El hombre tomó un teléfono, y tras una breve conversación, otro grupo de guardias armados se acercó y dijo con rostro inexpresivo:

—Por aquí, por favor.

—¿Qué están haciendo?

Al ver a un subordinado acercarse con una venda para los ojos, Iván se puso a la defensiva. Si tan solo llevara su arma, ya le habría metido un par de balazos.

«¿Qué se creen? ¡Cómo se atreven a poner sus sucias manos sobre la señorita Carrillo!».

—¡Son las reglas de la Isla Solestia! —dijo fríamente el subordinado.

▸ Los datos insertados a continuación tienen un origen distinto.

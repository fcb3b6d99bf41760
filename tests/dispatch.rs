mod common;

use bytes::Bytes;
use http::StatusCode;

use common::{OneShotServer, fixed_client};
use ds3::{Error, ObjectDescriptor};

const DATE: &str = "Tue, 15 Nov 1994 08:12:31 GMT";

#[test]
fn list_bucket_is_signed_get() {
    let server = OneShotServer::start("200 OK", "<ListBucketResult/>");
    let client = fixed_client(&server.endpoint);

    let body = client.list_bucket("mybucket").unwrap();
    assert_eq!(body, Bytes::from_static(b"<ListBucketResult/>"));

    let req = server.captured();
    assert_eq!(req.method, "GET");
    assert_eq!(req.target, "/mybucket");
    assert_eq!(req.header("date"), Some(DATE));
    assert_eq!(
        req.header("authorization"),
        Some("AWS client:AhT7SWv1Sr1VVnptqu27D4MMgiU=")
    );
    assert_eq!(req.header("content-type"), None);
}

#[test]
fn list_services_targets_root() {
    let server = OneShotServer::start("200 OK", "<ListAllMyBucketsResult/>");
    let client = fixed_client(&server.endpoint);

    client.list_services().unwrap();

    let req = server.captured();
    assert_eq!((req.method.as_str(), req.target.as_str()), ("GET", "/"));
    assert_eq!(
        req.header("authorization"),
        Some("AWS client:MaFSxmV5OjV3ODX3zXmK/l19kgg=")
    );
}

#[test]
fn host_header_keeps_non_default_port() {
    let server = OneShotServer::start("200 OK", "");
    let client = fixed_client(&server.endpoint);
    let authority = server.endpoint.trim_start_matches("http://").to_string();

    client.list_services().unwrap();

    let req = server.captured();
    assert_eq!(req.header("host"), Some(authority.as_str()));
}

#[test]
fn bulk_put_signs_marker_and_sends_object_list() {
    let server = OneShotServer::start("200 OK", "<MasterObjectList/>");
    let client = fixed_client(&server.endpoint);

    let job = client
        .bulk_put(
            "mybucket",
            [
                ObjectDescriptor::new("a.txt", 12),
                ObjectDescriptor::new("b.txt", 0),
            ],
        )
        .unwrap();
    assert_eq!(job, Bytes::from_static(b"<MasterObjectList/>"));

    let req = server.captured();
    assert_eq!(req.method, "PUT");
    assert_eq!(req.target, "/mybucket/?start-bulk-put");
    assert_eq!(req.header("content-type"), Some("application/octet-stream"));
    assert_eq!(
        req.header("authorization"),
        Some("AWS client:OSAbS19vLzsMLiD4POEnIyaSFNo=")
    );

    let xml = req.body_text();
    assert!(xml.starts_with("<objects>"), "{xml}");
    let a = xml.find(r#"name="a.txt" size="12""#).expect("a.txt entry");
    let b = xml.find(r#"name="b.txt" size="0""#).expect("b.txt entry");
    assert!(a < b);
}

#[test]
fn bulk_get_sends_names_without_sizes() {
    let server = OneShotServer::start("200 OK", "");
    let client = fixed_client(&server.endpoint);

    client.bulk_get("mybucket", ["a.txt", "b.txt"]).unwrap();

    let req = server.captured();
    assert_eq!(req.target, "/mybucket/?start-bulk-get");
    assert_eq!(
        req.header("authorization"),
        Some("AWS client:7+Hm6bVAhoTR3MQ3MRKWjg0s5K0=")
    );
    let xml = req.body_text();
    assert!(xml.contains(r#"name="a.txt""#));
    assert!(!xml.contains("size="));
}

#[test]
fn put_object_sends_body_with_octet_stream() {
    let server = OneShotServer::start("200 OK", "");
    let client = fixed_client(&server.endpoint);

    client
        .put_object("mybucket", "hello.txt", &b"hello"[..])
        .unwrap();

    let req = server.captured();
    assert_eq!(req.method, "PUT");
    assert_eq!(req.target, "/mybucket/hello.txt");
    assert_eq!(req.body, b"hello");
    assert_eq!(req.header("content-type"), Some("application/octet-stream"));
    assert_eq!(
        req.header("authorization"),
        Some("AWS client:+0YXusuTLHqyZQ2hXol9dfgxhJ8=")
    );
}

#[test]
fn query_params_are_appended_after_signing() {
    let server = OneShotServer::start("200 OK", "");
    let client = fixed_client(&server.endpoint);

    client
        .buckets()
        .list("mybucket")
        .query_param("prefix", "logs/")
        .query_param("max-keys", "10")
        .send()
        .unwrap();

    let req = server.captured();
    assert_eq!(req.target, "/mybucket?prefix=logs/&max-keys=10");
    assert_eq!(
        req.header("authorization"),
        Some("AWS client:AhT7SWv1Sr1VVnptqu27D4MMgiU=")
    );
}

#[test]
fn error_status_is_returned_raw() {
    let reply = "<Error><Code>NoSuchBucket</Code><Message>missing</Message></Error>";
    let server = OneShotServer::start("404 Not Found", reply);
    let client = fixed_client(&server.endpoint);

    let body = client.list_bucket("missing").unwrap();
    assert_eq!(body, Bytes::from_static(reply.as_bytes()));
    server.captured();
}

#[test]
fn error_for_status_surfaces_service_error() {
    let reply = "<Error><Code>NoSuchBucket</Code><Message>missing</Message></Error>";
    let server = OneShotServer::start("404 Not Found", reply);
    let client = fixed_client(&server.endpoint);

    let resp = client.buckets().list("missing").send().unwrap();
    assert_eq!(resp.status(), StatusCode::NOT_FOUND);
    let err = resp.error_for_status().unwrap_err();
    assert_eq!(err.status(), Some(StatusCode::NOT_FOUND));
    assert_eq!(err.code(), Some("NoSuchBucket"));
    server.captured();
}

#[test]
fn delete_and_head_use_their_verbs() {
    let server = OneShotServer::start("204 No Content", "");
    let client = fixed_client(&server.endpoint);
    client.delete_object("mybucket", "old.txt").unwrap();
    let req = server.captured();
    assert_eq!((req.method.as_str(), req.target.as_str()), ("DELETE", "/mybucket/old.txt"));

    let server = OneShotServer::start("200 OK", "");
    let client = fixed_client(&server.endpoint);
    let resp = client.objects().head("mybucket", "a.txt").send().unwrap();
    assert_eq!(resp.status(), StatusCode::OK);
    let req = server.captured();
    assert_eq!((req.method.as_str(), req.target.as_str()), ("HEAD", "/mybucket/a.txt"));
}

#[test]
fn empty_bulk_list_fails_before_connecting() {
    let client = fixed_client("http://127.0.0.1:1");
    let err = client
        .bulk_get("mybucket", Vec::<String>::new())
        .unwrap_err();
    assert!(matches!(err, Error::InvalidConfig { .. }), "{err:?}");
}

#[test]
fn unreachable_endpoint_is_a_transport_error() {
    let listener = std::net::TcpListener::bind("127.0.0.1:0").unwrap();
    let endpoint = format!("http://{}", listener.local_addr().unwrap());
    drop(listener);

    let err = fixed_client(&endpoint).list_services().unwrap_err();
    assert!(err.is_transport(), "{err:?}");
}

#[test]
fn create_bucket_is_signed_put_without_body() {
    let server = OneShotServer::start("200 OK", "");
    let client = fixed_client(&server.endpoint);

    client.create_bucket("mybucket").unwrap();

    let req = server.captured();
    assert_eq!((req.method.as_str(), req.target.as_str()), ("PUT", "/mybucket"));
    assert_eq!(req.header("content-type"), Some("application/octet-stream"));
    assert_eq!(req.header("content-length"), Some("0"));
    assert!(req.body.is_empty());
    assert_eq!(
        req.header("authorization"),
        Some("AWS client:gsioSIC0WH43oJJPyC6mdsnyuk8=")
    );
}

#[test]
fn get_object_is_signed_get() {
    let server = OneShotServer::start("200 OK", "hello");
    let client = fixed_client(&server.endpoint);

    let body = client.get_object("mybucket", "hello.txt").unwrap();
    assert_eq!(body, Bytes::from_static(b"hello"));

    let req = server.captured();
    assert_eq!((req.method.as_str(), req.target.as_str()), ("GET", "/mybucket/hello.txt"));
    assert_eq!(req.header("content-type"), None);
    assert_eq!(
        req.header("authorization"),
        Some("AWS client:ClY/1REb4L1OINN10C7A5BH8O3U=")
    );
}

#[test]
fn names_with_spaces_are_signed_as_sent() {
    let server = OneShotServer::start("200 OK", "");
    let client = fixed_client(&server.endpoint);

    client.get_object("mybucket", "a b.txt").unwrap();

    let req = server.captured();
    assert_eq!(req.target, "/mybucket/a%20b.txt");
    assert_eq!(
        req.header("authorization"),
        Some("AWS client:JZkEVfdVtdznQYdEuEdCi8ceNj4=")
    );
}

#[test]
fn non_ascii_names_are_signed_as_sent() {
    let server = OneShotServer::start("200 OK", "");
    let client = fixed_client(&server.endpoint);

    client.get_object("mybucket", "ünï.txt").unwrap();

    let req = server.captured();
    assert_eq!(req.target, "/mybucket/%C3%BCn%C3%AF.txt");
    assert_eq!(
        req.header("authorization"),
        Some("AWS client:koAI2kpSNh8M4YHff9DExl8qCtk=")
    );
}

#[test]
fn hash_in_object_name_stays_in_the_path() {
    let server = OneShotServer::start("204 No Content", "");
    let client = fixed_client(&server.endpoint);

    client.delete_object("mybucket", "a#b").unwrap();

    let req = server.captured();
    assert_eq!((req.method.as_str(), req.target.as_str()), ("DELETE", "/mybucket/a%23b"));
    assert_eq!(
        req.header("authorization"),
        Some("AWS client:yEL+BcGZhhOY9sauw35ML6KEsOU=")
    );
}

#[test]
fn dot_segments_fail_before_connecting() {
    let client = fixed_client("http://127.0.0.1:1");
    let err = client.get_object("mybucket", "../other/key").unwrap_err();
    assert!(matches!(err, Error::InvalidConfig { .. }), "{err:?}");
}

#[test]
fn hash_in_query_value_fails_before_connecting() {
    let client = fixed_client("http://127.0.0.1:1");
    let err = client
        .buckets()
        .list("mybucket")
        .query_param("prefix", "a#b")
        .send()
        .unwrap_err();
    assert!(matches!(err, Error::InvalidConfig { .. }), "{err:?}");
}

#[test]
fn bulk_query_params_follow_the_marker() {
    let server = OneShotServer::start("200 OK", "");
    let client = fixed_client(&server.endpoint);

    client
        .buckets()
        .bulk_get("mybucket")
        .object("a.txt")
        .query_param("priority", "HIGH")
        .send()
        .unwrap();

    let req = server.captured();
    assert_eq!(req.target, "/mybucket/?start-bulk-get&priority=HIGH");
    assert_eq!(
        req.header("authorization"),
        Some("AWS client:7+Hm6bVAhoTR3MQ3MRKWjg0s5K0=")
    );
}

#[test]
fn object_builders_accept_query_params() {
    let server = OneShotServer::start("200 OK", "");
    let client = fixed_client(&server.endpoint);

    client
        .objects()
        .put("mybucket", "hello.txt")
        .body(&b"hello"[..])
        .query_param("job", "42")
        .send()
        .unwrap();

    let req = server.captured();
    assert_eq!(req.target, "/mybucket/hello.txt?job=42");
    assert_eq!(
        req.header("authorization"),
        Some("AWS client:+0YXusuTLHqyZQ2hXol9dfgxhJ8=")
    );
}
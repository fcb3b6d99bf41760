use std::{hint::black_box, time::Duration};

use criterion::{BenchmarkId, Criterion, criterion_group, criterion_main};
use ds3::{
    path::{build_path, join_paths},
    signing::{CanonicalRequest, sign},
};

const DATE: &str = "Tue, 15 Nov 1994 08:12:31 GMT";
const KEY: &str = "SECRETKEYEXAMPLE";

fn bench_signing(c: &mut Criterion) {
    let mut group = c.benchmark_group("signing");
    group.measurement_time(Duration::from_secs(3));

    for (label, resource) in [
        ("bucket", "/my-bucket"),
        ("object", "/my-bucket/a/b/c/object.txt"),
        ("bulk_put", "/my-bucket/?start-bulk-put"),
    ] {
        let canonical = CanonicalRequest::new("PUT", DATE, resource)
            .with_content_type(ds3::OCTET_STREAM);

        group.bench_function(BenchmarkId::new("string_to_sign", label), |b| {
            b.iter(|| black_box(canonical.string_to_sign()));
        });

        group.bench_function(BenchmarkId::new("signature", label), |b| {
            b.iter(|| black_box(canonical.signature(black_box(KEY))));
        });
    }

    for size in [32usize, 1024, 64 * 1024] {
        let message = vec![b'a'; size];
        group.bench_with_input(BenchmarkId::new("sign", size), &message, |b, input| {
            b.iter(|| black_box(sign(KEY, black_box(input))));
        });
    }

    group.finish();
}

fn bench_paths(c: &mut Criterion) {
    let mut group = c.benchmark_group("paths");
    group.measurement_time(Duration::from_secs(3));

    group.bench_function("join_paths", |b| {
        b.iter(|| black_box(join_paths(black_box("/my-bucket/"), black_box("/a/b/c.txt"))));
    });

    let query = vec![
        ("prefix".to_string(), "logs/2024/".to_string()),
        ("max-keys".to_string(), "1000".to_string()),
        ("marker".to_string(), "logs/2024/01.gz".to_string()),
    ];
    group.bench_function("build_path", |b| {
        b.iter(|| black_box(build_path(black_box("/my-bucket"), black_box(&query))));
    });

    group.finish();
}

criterion_group!(benches, bench_signing, bench_paths);
criterion_main!(benches);
//! Service-level operations.

use crate::{client::Client, error::Result, request::Request, types::Response};

/// Service operations.
#[derive(Clone, Debug)]
pub struct ServiceApi {
    client: Client,
}

impl ServiceApi {
    pub(crate) fn new(client: Client) -> Self {
        Self { client }
    }

    /// Starts a request to list the buckets owned by the caller.
    pub fn list(&self) -> ListServicesRequest {
        ListServicesRequest {
            client: self.client.clone(),
            query_params: Vec::new(),
        }
    }
}

/// Request builder for `GET /`.
#[derive(Debug)]
pub struct ListServicesRequest {
    client: Client,
    query_params: Vec<(String, String)>,
}

impl ListServicesRequest {
    /// Appends an unsigned query parameter.
    pub fn query_param(mut self, key: impl Into<String>, value: impl Into<String>) -> Self {
        self.query_params.push((key.into(), value.into()));
        self
    }

    /// Sends the request.
    pub fn send(self) -> Result<Response> {
        self.client.execute(&Request::ListServices, &self.query_params)
    }
}
const REDACTED: &str = "<redacted>";

/// Keeps a short prefix of an identifier so logs stay correlatable.
pub(crate) fn redact_value(value: &str) -> String {
    let value = value.trim();
    let visible = value.chars().count() / 4;
    if visible == 0 {
        return REDACTED.to_string();
    }

    let prefix = value.chars().take(visible.min(4)).collect::<String>();
    format!("{prefix}***")
}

Aldana también estaba molesta. «Qué isla de pacotilla con tantas reglas». Si no fuera porque estaban en su territorio y no les quedaba más remedio que aguantarse, ya habría puesto todo patas arriba.

—Dámela.

Rogelio tomó la venda y le dijo a Aldana en tono conciliador:

—Hermanito te la pondrá.

Aldana cerró los ojos con resignación, dejándolo hacer.

—Vamos.

Una vez que todos tuvieron los ojos vendados, Rogelio tomó la mano de Aldana y subieron a un coche negro que se dirigió hacia la residencia del dueño de la isla.

***

En la zona del dueño, una construcción gótica de un blanco puro y romántico se alzaba en medio del mar. Su apariencia era etérea y poderosa, con decoraciones finamente talladas y deslumbrantes vidrieras blancas que brillaban bajo el sol.

Junto a la puerta principal, crecían flores de todos los colores sobre un césped verde y exuberante, añadiendo un toque de vida al castillo, que de otro modo sería silencioso y solemne.

Aprovechando un descuido de Rogelio, Aldana tomó una galletita y se la metió en la boca, acercándose lentamente a él. Ambos miraron hacia afuera.

Desde ese ángulo, se podía ver perfectamente el jardín del castillo. Aunque llamarlo jardín no era del todo exacto. Estaba dividido en dos partes: a la izquierda había flores y a la derecha, verduras y algunas hierbas medicinales.

Aldana observó con atención y notó que en la huerta había bastante cilantro.

«Qué casualidad».

—Jefe, han llamado al dueño —le recordó Iván respetuosamente.

—De acuerdo.

Rogelio tomó a Aldana de la mano y la hizo volver al sofá.

—Aldi —le susurró—, ¿crees que el dueño nos reconocerá?

Después de tantos años, él creía que la probabilidad era baja.

—Yo todavía estoy en etapa de crecimiento, así que dudo que me recuerde... —dijo Aldana mientras tomaba otra galletita y masticaba—. Pero el señor Rogelio es otra historia. Después de todo... —enarcó una ceja, se acercó a él y añadió a propósito—: tú lo atacaste con cañones. ¡Cualquiera recordaría algo así!